При этом мы создавали в каком-то смысле инопланетянина на планете Земля. Он не человек, он не дерево. Я даже вопрос ставил так: Буратино — это ожившее дерево или это деревянный человек? Тебе на этот философский, в общем, вопрос надо ответить перед стартом картины, чтобы было что сказать.
— Для вас он все-таки ожившее дерево или деревянный человек?
— Для меня это высшее проявление евангельской мысли о том, что дух дышит где хочет. То есть для меня это божье воплощение. Все-таки в этой истории есть мощный архетип отца и сына. Библейская тема. Путь неодушевленной природы, которая, обретая дух, становится человеком.

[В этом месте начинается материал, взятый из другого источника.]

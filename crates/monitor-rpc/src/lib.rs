// Copyright 2026 The Aura Sentinel Authors.
// This file is part of aura-sentinel.

// aura-sentinel is free software: you can redistribute it and/or modify
// it under the terms of the GNU General Public License as published by
// the Free Software Foundation, either version 3 of the License, or
// (at your option) any later version.

// aura-sentinel is distributed in the hope that it will be useful,
// but WITHOUT ANY WARRANTY; without even the implied warranty of
// MERCHANTABILITY or FITNESS FOR A PARTICULAR PURPOSE.  See the
// GNU General Public License for more details.

// You should have received a copy of the GNU General Public License
// along with aura-sentinel.  If not, see <http://www.gnu.org/licenses/>.

//! JSON-RPC access to the upstream Aura node: block reads and the two
//! validator-set contract calls, wrapped in a retry loop that never gives
//! up on transport errors.

mod abi;
mod client;
mod error;
mod retry;

pub use client::{HttpRpcClient, NodeRpc};
pub use error::RpcError;

#[cfg(test)]
mod tests {
    use super::*;
    use ethereum_types::Address;
    use mockito::Server;
    use serde_json::json;

    #[test]
    fn block_number_parses_hex_result() {
        let mut server = Server::new();
        let _m = server
            .mock("POST", "/")
            .with_status(200)
            .with_header("content-type", "application/json")
            .with_body(json!({"jsonrpc": "2.0", "id": 1, "result": "0x2a"}).to_string())
            .create();

        let client = HttpRpcClient::new(server.url());
        assert_eq!(client.block_number().unwrap(), 42);
    }

    #[test]
    fn get_block_by_number_returns_none_for_null_result() {
        let mut server = Server::new();
        let _m = server
            .mock("POST", "/")
            .with_status(200)
            .with_header("content-type", "application/json")
            .with_body(json!({"jsonrpc": "2.0", "id": 1, "result": null}).to_string())
            .create();

        let client = HttpRpcClient::new(server.url());
        assert!(client.get_block_by_number(10).unwrap().is_none());
    }

    #[test]
    fn protocol_error_is_not_a_transport_error() {
        let mut server = Server::new();
        let _m = server
            .mock("POST", "/")
            .with_status(200)
            .with_header("content-type", "application/json")
            .with_body(
                json!({"jsonrpc": "2.0", "id": 1, "error": {"code": -32000, "message": "nope"}})
                    .to_string(),
            )
            .create();

        let client = HttpRpcClient::new(server.url());
        let err = client.block_number().unwrap_err();
        assert!(!err.is_transport());
    }

    #[test]
    fn get_validators_decodes_eth_call_result() {
        use ethabi::Token;

        let addr = Address::repeat_byte(0x11);
        let encoded = ethabi::encode(&[Token::Array(vec![Token::Address(
            ethabi::Address::from_slice(addr.as_bytes()),
        )])]);
        let hex_data = format!("0x{}", encoded.iter().map(|b| format!("{b:02x}")).collect::<String>());

        let mut server = Server::new();
        let _m = server
            .mock("POST", "/")
            .with_status(200)
            .with_header("content-type", "application/json")
            .with_body(json!({"jsonrpc": "2.0", "id": 1, "result": hex_data}).to_string())
            .create();

        let client = HttpRpcClient::new(server.url());
        let validators = client.get_validators(Address::zero(), 0).unwrap();
        assert_eq!(validators, vec![addr]);
    }
}
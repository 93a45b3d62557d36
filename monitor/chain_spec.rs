// Copyright 2026 The Aura Sentinel Authors.
// This file is part of aura-sentinel.

// aura-sentinel is free software: you can redistribute it and/or modify
// it under the terms of the GNU General Public License as published by
// the Free Software Foundation, either version 3 of the License, or
// (at your option) any later version.

// aura-sentinel is distributed in the hope that it will be useful,
// but WITHOUT ANY WARRANTY; without even the implied warranty of
// MERCHANTABILITY or FITNESS FOR A PARTICULAR PURPOSE.  See the
// GNU General Public License for more details.

// You should have received a copy of the GNU General Public License
// along with aura-sentinel.  If not, see <http://www.gnu.org/licenses/>.

//! Loads and parses the chain spec file named on the command line.

use std::path::Path;

use monitor_validators::ValidatorDefinitionRange;

use crate::error::ConfigError;

pub fn load_validator_definition_ranges(
    path: &Path,
) -> Result<Vec<ValidatorDefinitionRange>, ConfigError> {
    let contents = std::fs::read_to_string(path)?;
    let chain_spec: serde_json::Value = serde_json::from_str(&contents)
        .map_err(monitor_validators::ChainSpecError::from)?;
    let ranges = monitor_validators::parse_validator_definition_ranges(&chain_spec)?;
    Ok(ranges)
}
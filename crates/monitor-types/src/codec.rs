// Copyright 2026 The Aura Sentinel Authors.
// This file is part of aura-sentinel.

// aura-sentinel is free software: you can redistribute it and/or modify
// it under the terms of the GNU General Public License as published by
// the Free Software Foundation, either version 3 of the License, or
// (at your option) any later version.

// aura-sentinel is distributed in the hope that it will be useful,
// but WITHOUT ANY WARRANTY; without even the implied warranty of
// MERCHANTABILITY or FITNESS FOR A PARTICULAR PURPOSE.  See the
// GNU General Public License for more details.

// You should have received a copy of the GNU General Public License
// along with aura-sentinel.  If not, see <http://www.gnu.org/licenses/>.

use ethereum_types::{Address, U256};
use keccak_hash::keccak;
use rlp::{Rlp, RlpStream};
use secp256k1::{
    ecdsa::{RecoverableSignature, RecoveryId},
    Message, Secp256k1,
};

use crate::error::CodecError;
use crate::header::Header;
use crate::raw::RawBlock;

const EMPTY_SIGNATURE: [u8; 65] = [0u8; 65];
const EMPTY_ADDRESS: Address = Address::zero();

fn u256_to_u64(value: U256, field: &str) -> Result<u64, CodecError> {
    if value > U256::from(u64::MAX) {
        return Err(CodecError::MalformedHeader(format!(
            "{} does not fit in a u64",
            field
        )));
    }
    Ok(value.low_u64())
}

/// Copy a wire block into canonical byte form. Hex decoding of `author` and
/// `signature` has already happened at deserialization time (see
/// [`crate::raw`]); this only validates lengths and numeric ranges.
pub fn canonicalize(raw: &RawBlock) -> Result<Header, CodecError> {
    if raw.signature.len() != 65 {
        return Err(CodecError::MalformedHeader(format!(
            "signature must be 65 bytes, found {}",
            raw.signature.len()
        )));
    }
    let mut signature = [0u8; 65];
    signature.copy_from_slice(&raw.signature);

    Ok(Header {
        parent_hash: raw.parent_hash,
        uncles_hash: raw.sha3_uncles,
        author: raw.author,
        state_root: raw.state_root,
        transactions_root: raw.transactions_root,
        receipts_root: raw.receipts_root,
        logs_bloom: raw.logs_bloom,
        difficulty: raw.difficulty,
        number: u256_to_u64(raw.number, "number")?,
        gas_limit: raw.gas_limit,
        gas_used: raw.gas_used,
        timestamp: u256_to_u64(raw.timestamp, "timestamp")?,
        extra_data: raw.extra_data.clone(),
        seal_fields: raw.seal_fields.clone(),
        signature,
        hash: raw.hash,
    })
}

/// Keccak-256 of the RLP-encoded 13-field list excluding the Aura seal and
/// signature. Requires exactly two seal fields.
pub fn bare_hash(header: &Header) -> Result<ethereum_types::H256, CodecError> {
    if header.seal_fields.len() != 2 {
        return Err(CodecError::UnsupportedSeal(header.seal_fields.len()));
    }

    let mut stream = RlpStream::new_list(13);
    stream
        .append(&header.parent_hash)
        .append(&header.uncles_hash)
        .append(&header.author)
        .append(&header.state_root)
        .append(&header.transactions_root)
        .append(&header.receipts_root)
        .append(&header.logs_bloom)
        .append(&header.difficulty)
        .append(&header.number)
        .append(&header.gas_limit)
        .append(&header.gas_used)
        .append(&header.timestamp)
        .append(&header.extra_data);

    Ok(keccak(stream.out()))
}

/// Recover the signer of a header's bare hash, or the zero address for an
/// unsigned (all-zero signature) block such as genesis.
pub fn recover_proposer(header: &Header) -> Result<Address, CodecError> {
    if header.signature == EMPTY_SIGNATURE {
        return Ok(EMPTY_ADDRESS);
    }

    let message_hash = bare_hash(header)?;
    let message = Message::from_slice(message_hash.as_bytes())
        .map_err(|e| CodecError::BadSignature(e.to_string()))?;

    let recovery_byte = header.signature[64];
    let recovery_id = RecoveryId::from_i32(recovery_byte as i32)
        .map_err(|e| CodecError::BadSignature(e.to_string()))?;
    let recoverable = RecoverableSignature::from_compact(&header.signature[..64], recovery_id)
        .map_err(|e| CodecError::BadSignature(e.to_string()))?;

    let secp = Secp256k1::verification_only();
    let public_key = secp
        .recover_ecdsa(&message, &recoverable)
        .map_err(|e| CodecError::BadSignature(e.to_string()))?;

    Ok(public_to_address(&public_key))
}

fn public_to_address(public_key: &secp256k1::PublicKey) -> Address {
    let uncompressed = public_key.serialize_uncompressed();
    // Skip the leading 0x04 tag byte; the address is the last 20 bytes of
    // the hash of the 64-byte (x, y) encoding.
    let hash = keccak(&uncompressed[1..]);
    Address::from_slice(&hash.as_bytes()[12..])
}

/// Decode the Aura step from the header's first seal field. The field holds
/// an RLP-encoded byte string which different clients populate either with
/// the step's decimal ASCII digits or with its big-endian bytes; both are
/// accepted, anything that doesn't fit a u64 is refused.
pub fn decode_step(header: &Header) -> Result<u64, CodecError> {
    let raw_seal_field = header
        .seal_fields
        .first()
        .ok_or_else(|| CodecError::MalformedHeader("missing step seal field".to_string()))?;

    let inner: Vec<u8> = Rlp::new(raw_seal_field)
        .as_val()
        .map_err(|e| CodecError::MalformedHeader(format!("step seal field: {}", e)))?;

    if inner.is_empty() {
        return Ok(0);
    }

    if inner.iter().all(|b| b.is_ascii_digit()) {
        if let Ok(s) = std::str::from_utf8(&inner) {
            if let Ok(v) = s.parse::<u64>() {
                return check_fits_i64(v);
            }
        }
    }

    if inner.len() > 8 {
        return Err(CodecError::StepOverflow);
    }
    let mut buf = [0u8; 8];
    buf[8 - inner.len()..].copy_from_slice(&inner);
    check_fits_i64(u64::from_be_bytes(buf))
}

/// Numbers above 2^63 are refused, not just ones that don't fit in a u64.
fn check_fits_i64(v: u64) -> Result<u64, CodecError> {
    if v > i64::MAX as u64 {
        return Err(CodecError::StepOverflow);
    }
    Ok(v)
}
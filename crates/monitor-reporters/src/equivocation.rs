// Copyright 2026 The Aura Sentinel Authors.
// This file is part of aura-sentinel.

// aura-sentinel is free software: you can redistribute it and/or modify
// it under the terms of the GNU General Public License as published by
// the Free Software Foundation, either version 3 of the License, or
// (at your option) any later version.

// aura-sentinel is distributed in the hope that it will be useful,
// but WITHOUT ANY WARRANTY; without even the implied warranty of
// MERCHANTABILITY or FITNESS FOR A PARTICULAR PURPOSE.  See the
// GNU General Public License for more details.

// You should have received a copy of the GNU General Public License
// along with aura-sentinel.  If not, see <http://www.gnu.org/licenses/>.

//! Detects two distinct blocks signed by the same proposer at the same
//! step (C8). Stateless: correctness relies entirely on the block store's
//! (proposer, step) secondary index, so the block must already have been
//! committed before this is called.

use ethereum_types::H256;

use monitor_db::BlockLookup;
use monitor_types::{decode_step, recover_proposer, CodecError, Header};

use crate::event_sink::EventSink;

/// Generic over [`BlockLookup`] so the same reporter logic runs both
/// standalone against a committed [`monitor_db::BlockStore`] (tests, and any
/// read-only use) and mid-tick against a still-open
/// `monitor_db::TickTransaction`, where it must see blocks inserted earlier
/// in the same, not-yet-committed transaction.
pub struct EquivocationReporter<'a, L: BlockLookup> {
    db: &'a L,
}

impl<'a, L: BlockLookup> EquivocationReporter<'a, L> {
    pub fn new(db: &'a L) -> Self {
        EquivocationReporter { db }
    }

    pub fn on_block(
        &self,
        header: &Header,
        sink: &mut impl EventSink<Vec<H256>>,
    ) -> Result<(), CodecError> {
        let proposer = recover_proposer(header)?;
        let step = decode_step(header)?;

        let rows = self
            .db
            .get_by_proposer_and_step(&proposer, step)
            .expect("block store read failed");
        let hashes: Vec<H256> = rows.iter().map(|row| row.hash).collect();

        debug_assert!(
            hashes.contains(&header.hash),
            "block must already be committed before the equivocation reporter runs"
        );

        if hashes.len() >= 2 {
            log::info!(
                "detected equivocation by {:?} at step {}: {:?}",
                proposer,
                step,
                hashes
            );
            sink.on_event(hashes);
        }
        Ok(())
    }
}

#[cfg(test)]
mod tests {
    use super::*;
    use ethereum_types::{Address, Bloom, U256};
    use monitor_db::BlockStore;
    use rlp::RlpStream;

    fn header_at_step(number: u64, step: u64, extra_data: Vec<u8>) -> Header {
        let mut step_stream = RlpStream::new();
        step_stream.append(&step.to_string().into_bytes());
        let mut sig_stream = RlpStream::new();
        sig_stream.append(&vec![0u8; 65]);

        let mut header = Header {
            parent_hash: H256::repeat_byte(0x01),
            uncles_hash: H256::zero(),
            author: Address::zero(),
            state_root: H256::zero(),
            transactions_root: H256::zero(),
            receipts_root: H256::zero(),
            logs_bloom: Bloom::zero(),
            difficulty: U256::from(1),
            number,
            gas_limit: U256::from(8_000_000u64),
            gas_used: U256::zero(),
            timestamp: 1_700_000_000 + number,
            extra_data,
            seal_fields: vec![step_stream.out().to_vec(), sig_stream.out().to_vec()],
            signature: [0u8; 65],
            hash: H256::zero(),
        };
        header.hash = monitor_types::bare_hash(&header).unwrap();
        header
    }

    #[test]
    fn two_blocks_same_proposer_and_step_trigger_one_event() {
        let mut db = BlockStore::open_in_memory().unwrap();
        let b1 = header_at_step(5, 3, vec![1]);
        let b2 = header_at_step(5, 3, vec![2]);
        db.insert_branch(&[b1.clone()]).unwrap();

        let reporter = EquivocationReporter::new(&db);
        let mut events = Vec::new();
        reporter.on_block(&b1, &mut |e| events.push(e)).unwrap();
        assert!(events.is_empty());

        // b2 has a distinct hash (different extra_data) but identical
        // proposer+step; insert it into a fresh branch keyed off its own
        // parent so insertion succeeds independent of b1.
        let mut db2_insert = vec![b2.clone()];
        db2_insert[0].parent_hash = H256::repeat_byte(0x02);
        db.insert_branch(&db2_insert).unwrap();

        reporter.on_block(&b2, &mut |e| events.push(e)).unwrap();
        assert_eq!(events.len(), 1);
        assert_eq!(events[0].len(), 2);
    }

    #[test]
    fn single_block_triggers_no_event() {
        let mut db = BlockStore::open_in_memory().unwrap();
        let b1 = header_at_step(5, 3, vec![1]);
        db.insert_branch(&[b1.clone()]).unwrap();

        let reporter = EquivocationReporter::new(&db);
        let mut events = Vec::new();
        reporter.on_block(&b1, &mut |e| events.push(e)).unwrap();
        assert!(events.is_empty());
    }
}
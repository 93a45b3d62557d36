// Copyright 2026 The Aura Sentinel Authors.
// This file is part of aura-sentinel.

// aura-sentinel is free software: you can redistribute it and/or modify
// it under the terms of the GNU General Public License as published by
// the Free Software Foundation, either version 3 of the License, or
// (at your option) any later version.

// aura-sentinel is distributed in the hope that it will be useful,
// but WITHOUT ANY WARRANTY; without even the implied warranty of
// MERCHANTABILITY or FITNESS FOR A PARTICULAR PURPOSE.  See the
// GNU General Public License for more details.

// You should have received a copy of the GNU General Public License
// along with aura-sentinel.  If not, see <http://www.gnu.org/licenses/>.

//! Per-step state machine that emits "missed proposal" events once a grace
//! period has elapsed without the expected block showing up (C6).

use std::collections::BTreeSet;

use ethereum_types::Address;
use serde::{Deserialize, Serialize};

use monitor_types::Header;
use monitor_validators::PrimaryOracle;

use crate::event_sink::EventSink;

#[derive(Debug, Clone, Copy, PartialEq, Eq, PartialOrd, Ord, Serialize, Deserialize)]
pub struct SkippedProposal {
    pub step: u64,
    pub block_height: u64,
}

/// `latest_step == 0` is the "uninitialized" sentinel, matching the
/// invariant that genesis always has step 0 and is never itself tracked.
#[derive(Debug, Clone, Default, Serialize, Deserialize)]
pub struct SkipReporterState {
    pub latest_step: u64,
    pub open_skipped_proposals: BTreeSet<SkippedProposal>,
}

pub struct SkipReporter {
    state: SkipReporterState,
    grace_period: u64,
}

impl SkipReporter {
    pub fn new(state: SkipReporterState, grace_period: u64) -> Self {
        SkipReporter { state, grace_period }
    }

    pub fn state(&self) -> &SkipReporterState {
        &self.state
    }

    pub fn on_block(
        &mut self,
        header: &Header,
        step: u64,
        oracle: &PrimaryOracle,
        sink: &mut impl EventSink<(Address, SkippedProposal)>,
    ) {
        if header.number == 0 {
            return;
        }
        if self.state.latest_step == 0 {
            self.state.latest_step = step;
            log::info!("received first non-genesis block, step {step}");
            return;
        }

        if step > self.state.latest_step {
            for s in (self.state.latest_step + 1)..step {
                self.state.open_skipped_proposals.insert(SkippedProposal {
                    step: s,
                    block_height: header.number,
                });
            }
            self.state.latest_step = step;
        }
        self.state
            .open_skipped_proposals
            .retain(|proposal| proposal.step != step);

        let grace_end = self.state.latest_step.saturating_sub(self.grace_period);
        let to_emit: Vec<SkippedProposal> = self
            .state
            .open_skipped_proposals
            .iter()
            .take_while(|proposal| proposal.step < grace_end)
            .copied()
            .collect();

        for proposal in to_emit {
            self.state.open_skipped_proposals.remove(&proposal);
            match oracle.primary(proposal.block_height, proposal.step) {
                Ok(primary) => {
                    log::info!(
                        "detected missed step {} by {:?}",
                        proposal.step,
                        primary
                    );
                    sink.on_event((primary, proposal));
                }
                Err(e) => {
                    log::warn!(
                        "could not resolve primary for skipped step {}: {e}",
                        proposal.step
                    );
                }
            }
        }
    }
}
// Copyright 2026 The Aura Sentinel Authors.
// This file is part of aura-sentinel.

// aura-sentinel is free software: you can redistribute it and/or modify
// it under the terms of the GNU General Public License as published by
// the Free Software Foundation, either version 3 of the License, or
// (at your option) any later version.

// aura-sentinel is distributed in the hope that it will be useful,
// but WITHOUT ANY WARRANTY; without even the implied warranty of
// MERCHANTABILITY or FITNESS FOR A PARTICULAR PURPOSE.  See the
// GNU General Public License for more details.

// You should have received a copy of the GNU General Public License
// along with aura-sentinel.  If not, see <http://www.gnu.org/licenses/>.

use std::fmt;

use ethereum_types::{Address, Bloom, H256, U256};
use serde::{Deserialize, Serialize};

/// A canonicalized Aura block header: byte-exact copies of the fields that
/// make up the bare hash, plus the Aura seal and the 65-byte signature.
#[derive(Debug, Clone, PartialEq, Eq, Serialize, Deserialize)]
pub struct Header {
    pub parent_hash: H256,
    pub uncles_hash: H256,
    pub author: Address,
    pub state_root: H256,
    pub transactions_root: H256,
    pub receipts_root: H256,
    pub logs_bloom: Bloom,
    pub difficulty: U256,
    pub number: u64,
    pub gas_limit: U256,
    pub gas_used: U256,
    pub timestamp: u64,
    pub extra_data: Vec<u8>,
    /// Exactly two entries in well-formed input: step-rlp, signature-rlp.
    pub seal_fields: Vec<Vec<u8>>,
    pub signature: [u8; 65],
    pub hash: H256,
}

impl fmt::Display for Header {
    /// A short one-line form used only for log lines, never for a report
    /// file (the `skips`/`offline_report_*`/`equivocation_reports_for_*`
    /// formats are fixed by the report writers, not by this impl).
    fn fmt(&self, f: &mut fmt::Formatter<'_>) -> fmt::Result {
        let dt = chrono::DateTime::<chrono::Utc>::from_timestamp(self.timestamp as i64, 0)
            .map(|dt| dt.to_rfc3339())
            .unwrap_or_else(|| "invalid-timestamp".to_string());
        write!(f, "Block({}, {})", self.number, dt)
    }
}
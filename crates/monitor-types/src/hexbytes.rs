// Copyright 2026 The Aura Sentinel Authors.
// This file is part of aura-sentinel.

// aura-sentinel is free software: you can redistribute it and/or modify
// it under the terms of the GNU General Public License as published by
// the Free Software Foundation, either version 3 of the License, or
// (at your option) any later version.

// aura-sentinel is distributed in the hope that it will be useful,
// but WITHOUT ANY WARRANTY; without even the implied warranty of
// MERCHANTABILITY or FITNESS FOR A PARTICULAR PURPOSE.  See the
// GNU General Public License for more details.

// You should have received a copy of the GNU General Public License
// along with aura-sentinel.  If not, see <http://www.gnu.org/licenses/>.

//! `0x`-prefixed hex (de)serialization for variable-length byte strings, the
//! wire format the node's JSON RPC uses for `extraData`, `sealFields` entries
//! and `signature`.

use rustc_hex::{FromHex, ToHex};
use serde::{de::Error as _, Deserialize, Deserializer, Serializer};

pub fn serialize<S: Serializer>(bytes: &[u8], serializer: S) -> Result<S::Ok, S::Error> {
    let hex: String = bytes.to_hex();
    serializer.serialize_str(&format!("0x{}", hex))
}

pub fn deserialize<'de, D: Deserializer<'de>>(deserializer: D) -> Result<Vec<u8>, D::Error> {
    let s = String::deserialize(deserializer)?;
    let stripped = s.strip_prefix("0x").unwrap_or(&s);
    stripped
        .from_hex()
        .map_err(|e| D::Error::custom(format!("invalid hex string: {}", e)))
}

pub mod vec {
    use super::*;

    pub fn serialize<S: Serializer>(items: &[Vec<u8>], serializer: S) -> Result<S::Ok, S::Error> {
        use serde::ser::SerializeSeq;
        let mut seq = serializer.serialize_seq(Some(items.len()))?;
        for item in items {
            seq.serialize_element(&format!("0x{}", item.to_hex::<String>()))?;
        }
        seq.end()
    }

    pub fn deserialize<'de, D: Deserializer<'de>>(
        deserializer: D,
    ) -> Result<Vec<Vec<u8>>, D::Error> {
        let strings = Vec::<String>::deserialize(deserializer)?;
        strings
            .into_iter()
            .map(|s| {
                let stripped = s.strip_prefix("0x").unwrap_or(&s).to_string();
                stripped
                    .from_hex()
                    .map_err(|e| D::Error::custom(format!("invalid hex string: {}", e)))
            })
            .collect()
    }
}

— За последние несколько лет вышло несколько постановок по «Пиноккио». Все довольно громкие. Смотрели? Что думаете?
— Все пересмотрел! Но у нас-то лучше! Понимаю, как это звучит. Объясню, в чем дело. Никогда ни у кого до того, как мы замахнулись на это произведение, не было попытки снять главного героя в том виде, в котором он создан на страницах первоисточника. Это кукла. Это дерево. Это не Дима Иосифов в фильме Леонида Нечаева «Приключения Буратино», мальчик в классном пластическом гриме с носом. Хотя выдающийся фильм, мы его любим, обожаем. Это не анимация, которую сделал наш любимый Гильермо дель Торо.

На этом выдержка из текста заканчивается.